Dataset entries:

# # # # # # #

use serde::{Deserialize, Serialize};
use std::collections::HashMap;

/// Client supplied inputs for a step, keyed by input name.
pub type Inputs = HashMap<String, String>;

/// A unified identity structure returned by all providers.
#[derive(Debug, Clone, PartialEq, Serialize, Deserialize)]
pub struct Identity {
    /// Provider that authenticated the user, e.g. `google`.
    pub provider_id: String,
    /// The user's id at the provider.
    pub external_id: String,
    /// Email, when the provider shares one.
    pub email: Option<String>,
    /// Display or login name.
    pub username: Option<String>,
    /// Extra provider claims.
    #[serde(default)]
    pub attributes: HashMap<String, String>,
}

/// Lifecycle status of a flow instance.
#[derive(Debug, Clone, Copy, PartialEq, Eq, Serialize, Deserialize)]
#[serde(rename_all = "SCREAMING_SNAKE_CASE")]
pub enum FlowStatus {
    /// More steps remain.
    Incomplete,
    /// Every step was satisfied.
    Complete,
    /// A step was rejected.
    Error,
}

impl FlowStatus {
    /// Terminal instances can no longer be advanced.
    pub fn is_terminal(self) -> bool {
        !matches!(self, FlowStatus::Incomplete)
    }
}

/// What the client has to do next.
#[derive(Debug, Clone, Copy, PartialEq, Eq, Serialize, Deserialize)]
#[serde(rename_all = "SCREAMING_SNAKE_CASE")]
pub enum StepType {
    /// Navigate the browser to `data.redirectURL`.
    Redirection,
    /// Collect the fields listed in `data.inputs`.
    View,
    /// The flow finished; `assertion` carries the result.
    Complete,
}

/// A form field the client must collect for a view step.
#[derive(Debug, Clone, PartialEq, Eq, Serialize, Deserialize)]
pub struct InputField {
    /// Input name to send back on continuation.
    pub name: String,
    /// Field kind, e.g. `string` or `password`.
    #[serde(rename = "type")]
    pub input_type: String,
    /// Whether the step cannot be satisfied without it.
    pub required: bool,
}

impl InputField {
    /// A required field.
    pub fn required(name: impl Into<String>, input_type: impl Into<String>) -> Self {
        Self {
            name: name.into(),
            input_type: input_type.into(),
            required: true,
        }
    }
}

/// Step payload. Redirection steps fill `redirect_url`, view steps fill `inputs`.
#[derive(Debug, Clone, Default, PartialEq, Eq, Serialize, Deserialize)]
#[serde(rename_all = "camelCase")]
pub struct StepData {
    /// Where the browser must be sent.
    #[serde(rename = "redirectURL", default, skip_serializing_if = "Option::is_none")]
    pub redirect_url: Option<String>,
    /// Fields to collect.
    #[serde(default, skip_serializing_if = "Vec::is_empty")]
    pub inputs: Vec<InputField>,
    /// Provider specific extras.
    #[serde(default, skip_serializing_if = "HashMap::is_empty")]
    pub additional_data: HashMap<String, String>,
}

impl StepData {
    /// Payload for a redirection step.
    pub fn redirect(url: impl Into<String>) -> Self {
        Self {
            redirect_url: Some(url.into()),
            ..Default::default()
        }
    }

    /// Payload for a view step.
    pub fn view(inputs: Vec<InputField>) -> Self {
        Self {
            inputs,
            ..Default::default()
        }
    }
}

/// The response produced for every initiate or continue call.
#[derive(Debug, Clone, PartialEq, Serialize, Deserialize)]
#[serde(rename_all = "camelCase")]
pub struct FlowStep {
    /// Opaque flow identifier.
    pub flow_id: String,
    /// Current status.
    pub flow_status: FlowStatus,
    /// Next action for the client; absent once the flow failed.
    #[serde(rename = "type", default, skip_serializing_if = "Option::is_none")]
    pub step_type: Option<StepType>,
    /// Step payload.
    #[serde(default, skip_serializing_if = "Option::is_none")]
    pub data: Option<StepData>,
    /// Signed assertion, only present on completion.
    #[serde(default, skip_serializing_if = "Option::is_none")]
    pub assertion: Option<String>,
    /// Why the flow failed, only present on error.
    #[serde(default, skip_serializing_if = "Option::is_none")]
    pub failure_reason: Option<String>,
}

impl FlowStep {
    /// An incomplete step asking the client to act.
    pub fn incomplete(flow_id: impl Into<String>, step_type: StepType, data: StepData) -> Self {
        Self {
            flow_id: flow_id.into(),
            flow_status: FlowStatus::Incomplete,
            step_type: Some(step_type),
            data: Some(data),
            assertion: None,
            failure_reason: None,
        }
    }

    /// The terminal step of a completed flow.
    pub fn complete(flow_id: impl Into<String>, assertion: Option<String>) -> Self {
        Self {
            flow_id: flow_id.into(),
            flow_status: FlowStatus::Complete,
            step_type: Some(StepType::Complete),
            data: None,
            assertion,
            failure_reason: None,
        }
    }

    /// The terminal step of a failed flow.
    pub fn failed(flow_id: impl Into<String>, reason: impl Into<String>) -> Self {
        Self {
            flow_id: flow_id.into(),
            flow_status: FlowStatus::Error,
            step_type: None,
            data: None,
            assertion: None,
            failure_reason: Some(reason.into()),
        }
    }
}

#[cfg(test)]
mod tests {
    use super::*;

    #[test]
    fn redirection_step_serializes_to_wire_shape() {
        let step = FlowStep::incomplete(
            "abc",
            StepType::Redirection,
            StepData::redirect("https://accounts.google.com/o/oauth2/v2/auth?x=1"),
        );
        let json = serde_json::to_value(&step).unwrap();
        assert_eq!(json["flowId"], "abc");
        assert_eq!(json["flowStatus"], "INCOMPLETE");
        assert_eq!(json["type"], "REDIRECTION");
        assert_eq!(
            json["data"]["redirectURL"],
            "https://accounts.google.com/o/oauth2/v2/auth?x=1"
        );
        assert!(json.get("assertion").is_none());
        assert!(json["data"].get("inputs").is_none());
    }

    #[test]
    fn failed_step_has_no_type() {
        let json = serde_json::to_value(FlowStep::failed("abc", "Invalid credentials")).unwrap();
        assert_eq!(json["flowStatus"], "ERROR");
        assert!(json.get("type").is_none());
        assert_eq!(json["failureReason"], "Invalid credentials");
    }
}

# # # # # # #

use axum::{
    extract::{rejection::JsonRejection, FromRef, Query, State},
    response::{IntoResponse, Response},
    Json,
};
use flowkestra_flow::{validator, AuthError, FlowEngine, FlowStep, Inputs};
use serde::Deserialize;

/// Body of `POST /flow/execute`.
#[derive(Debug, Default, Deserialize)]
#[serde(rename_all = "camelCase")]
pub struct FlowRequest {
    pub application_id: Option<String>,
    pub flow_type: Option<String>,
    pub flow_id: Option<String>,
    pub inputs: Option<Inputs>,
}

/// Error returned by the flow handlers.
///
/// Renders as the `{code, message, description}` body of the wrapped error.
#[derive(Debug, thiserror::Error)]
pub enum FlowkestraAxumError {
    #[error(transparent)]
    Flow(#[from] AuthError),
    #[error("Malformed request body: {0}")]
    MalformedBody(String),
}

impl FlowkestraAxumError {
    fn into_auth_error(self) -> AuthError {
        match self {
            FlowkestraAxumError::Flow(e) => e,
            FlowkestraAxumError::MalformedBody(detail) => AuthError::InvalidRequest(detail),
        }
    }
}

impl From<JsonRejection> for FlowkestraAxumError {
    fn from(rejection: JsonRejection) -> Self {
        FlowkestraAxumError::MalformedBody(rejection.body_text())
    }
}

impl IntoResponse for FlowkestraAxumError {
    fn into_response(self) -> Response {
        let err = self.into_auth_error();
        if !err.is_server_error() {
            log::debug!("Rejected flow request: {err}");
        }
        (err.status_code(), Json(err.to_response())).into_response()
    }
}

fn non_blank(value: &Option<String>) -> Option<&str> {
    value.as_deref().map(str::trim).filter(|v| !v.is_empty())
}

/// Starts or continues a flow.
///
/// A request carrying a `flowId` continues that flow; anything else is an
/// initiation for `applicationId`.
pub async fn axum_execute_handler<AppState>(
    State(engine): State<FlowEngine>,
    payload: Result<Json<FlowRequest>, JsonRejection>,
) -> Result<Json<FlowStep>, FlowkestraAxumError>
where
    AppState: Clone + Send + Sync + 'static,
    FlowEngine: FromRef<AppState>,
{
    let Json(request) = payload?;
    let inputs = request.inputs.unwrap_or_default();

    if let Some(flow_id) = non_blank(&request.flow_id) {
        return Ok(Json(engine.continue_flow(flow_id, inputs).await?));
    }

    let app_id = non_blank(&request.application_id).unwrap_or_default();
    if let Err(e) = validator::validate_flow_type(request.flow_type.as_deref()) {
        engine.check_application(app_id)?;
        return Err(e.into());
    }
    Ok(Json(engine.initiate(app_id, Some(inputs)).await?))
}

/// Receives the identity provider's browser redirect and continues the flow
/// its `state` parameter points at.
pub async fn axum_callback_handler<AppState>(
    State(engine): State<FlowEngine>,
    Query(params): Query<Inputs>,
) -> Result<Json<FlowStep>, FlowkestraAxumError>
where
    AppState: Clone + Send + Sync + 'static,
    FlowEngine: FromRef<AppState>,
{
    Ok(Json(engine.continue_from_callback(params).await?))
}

# # # # # # #

In the data above, retype exactly and only the lines between the one holding "a flow instance." and the one holding "pub fn is_terminal(self)", inclusive.

> **Result for this task**
/// Lifecycle status of a flow instance.
#[derive(Debug, Clone, Copy, PartialEq, Eq, Serialize, Deserialize)]
#[serde(rename_all = "SCREAMING_SNAKE_CASE")]
pub enum FlowStatus {
    /// More steps remain.
    Incomplete,
    /// Every step was satisfied.
    Complete,
    /// A step was rejected.
    Error,
}

impl FlowStatus {
    /// Terminal instances can no longer be advanced.
    pub fn is_terminal(self) -> bool {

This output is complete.